Platelets facilitate primary progressive tuberculosis by restricting the oxidative burst in phagocytes

Tuberculosis (TB) remains the leading cause of death by a single infectious agent worldwide. Despite decades of active research, host factors which underly susceptibility to Mycobacterium tuberculosis (Mtb), the etiologic agent of TB, are still ill defined. We investigated the role of platelets (PLTs) during primary TB in mice as these cells were recently assigned multiple immunological functions. PLTs were present at the site of infection, formed aggregates with different myeloid subsets during experimental TB and such aggregates were detected also in TB patients. PLTs were detrimental during the early phase of infection and this effect was uncoupled from their canonical activation. PLTs left lung cell dynamics and patterns of anti-mycobacterial T-cell responses unchanged.

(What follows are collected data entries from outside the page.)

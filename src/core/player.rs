//! Seat identification and per-seat data storage.
//!
//! ## Seat
//!
//! Pinochle here is always two-handed: one computer seat and one human seat.
//! The discriminants double as save-file order (computer first).
//!
//! ## SeatMap
//!
//! Fixed-size per-seat storage backed by a `[T; 2]` for O(1) access.
//! Supports iteration and indexing by `Seat`.

use serde::{Deserialize, Serialize};
use std::ops::{Index, IndexMut};

/// One of the two seats at the table.
#[derive(Clone, Copy, Debug, PartialEq, Eq, Hash, PartialOrd, Ord, Serialize, Deserialize)]
pub enum Seat {
    Computer = 0,
    Human = 1,
}

impl Seat {
    /// Both seats, in save-file order.
    pub const ALL: [Seat; 2] = [Seat::Computer, Seat::Human];

    /// Get the raw seat index (0 = computer, 1 = human).
    #[must_use]
    pub const fn index(self) -> usize {
        self as usize
    }

    /// The seat across the table.
    #[must_use]
    pub const fn other(self) -> Seat {
        match self {
            Seat::Computer => Seat::Human,
            Seat::Human => Seat::Computer,
        }
    }

    /// Lowercase name used in messages ("the human's turn").
    #[must_use]
    pub const fn noun(self) -> &'static str {
        match self {
            Seat::Computer => "computer",
            Seat::Human => "human",
        }
    }

    /// Capitalized name used in save files.
    #[must_use]
    pub const fn title(self) -> &'static str {
        match self {
            Seat::Computer => "Computer",
            Seat::Human => "Human",
        }
    }

    /// Parse a save-file seat name.
    #[must_use]
    pub fn from_title(title: &str) -> Option<Seat> {
        match title {
            "Computer" => Some(Seat::Computer),
            "Human" => Some(Seat::Human),
            _ => None,
        }
    }
}

impl std::fmt::Display for Seat {
    fn fmt(&self, f: &mut std::fmt::Formatter<'_>) -> std::fmt::Result {
        f.write_str(self.title())
    }
}

/// Per-seat data storage with O(1) access.
///
/// ## Example
///
/// ```
/// use pinochle::core::{Seat, SeatMap};
///
/// let mut scores: SeatMap<u32> = SeatMap::with_value(0);
/// scores[Seat::Human] += 40;
///
/// assert_eq!(scores[Seat::Human], 40);
/// assert_eq!(scores[Seat::Computer], 0);
/// ```
#[derive(Clone, Debug, Default, PartialEq, Eq, Hash, Serialize, Deserialize)]
pub struct SeatMap<T> {
    data: [T; 2],
}

impl<T> SeatMap<T> {
    /// Create a new SeatMap with values from a factory function.
    pub fn new(mut factory: impl FnMut(Seat) -> T) -> Self {
        Self {
            data: [factory(Seat::Computer), factory(Seat::Human)],
        }
    }

    /// Create a new SeatMap with both entries set to the same value.
    pub fn with_value(value: T) -> Self
    where
        T: Clone,
    {
        Self::new(|_| value.clone())
    }

    /// Get a reference to a seat's data.
    #[must_use]
    pub fn get(&self, seat: Seat) -> &T {
        &self.data[seat.index()]
    }

    /// Get a mutable reference to a seat's data.
    pub fn get_mut(&mut self, seat: Seat) -> &mut T {
        &mut self.data[seat.index()]
    }

    /// Iterate over (Seat, &T) pairs in save-file order.
    pub fn iter(&self) -> impl Iterator<Item = (Seat, &T)> {
        Seat::ALL.into_iter().zip(self.data.iter())
    }

    /// Build a new map by transforming each entry.
    pub fn map<U>(&self, mut f: impl FnMut(Seat, &T) -> U) -> SeatMap<U> {
        SeatMap::new(|seat| f(seat, self.get(seat)))
    }
}

impl<T> Index<Seat> for SeatMap<T> {
    type Output = T;

    fn index(&self, seat: Seat) -> &Self::Output {
        self.get(seat)
    }
}

impl<T> IndexMut<Seat> for SeatMap<T> {
    fn index_mut(&mut self, seat: Seat) -> &mut Self::Output {
        self.get_mut(seat)
    }
}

PLTs hampered cell autonomous defense by restricting production of reactive oxygen species (ROS) in lung residing myeloid cells. Thus, PLTs orchestrate immunity in TB by modulating innate immune responsiveness during primary lung infection and may be amenable to new interventions for this deadly disease. Design include 8 control samples and 8 samples collected 36h after PLT depletion antibody or isotype control injection on d14 p.i. In total 16 samples collected from M. musculus (strain: 129S2) BALs. There was no replicats.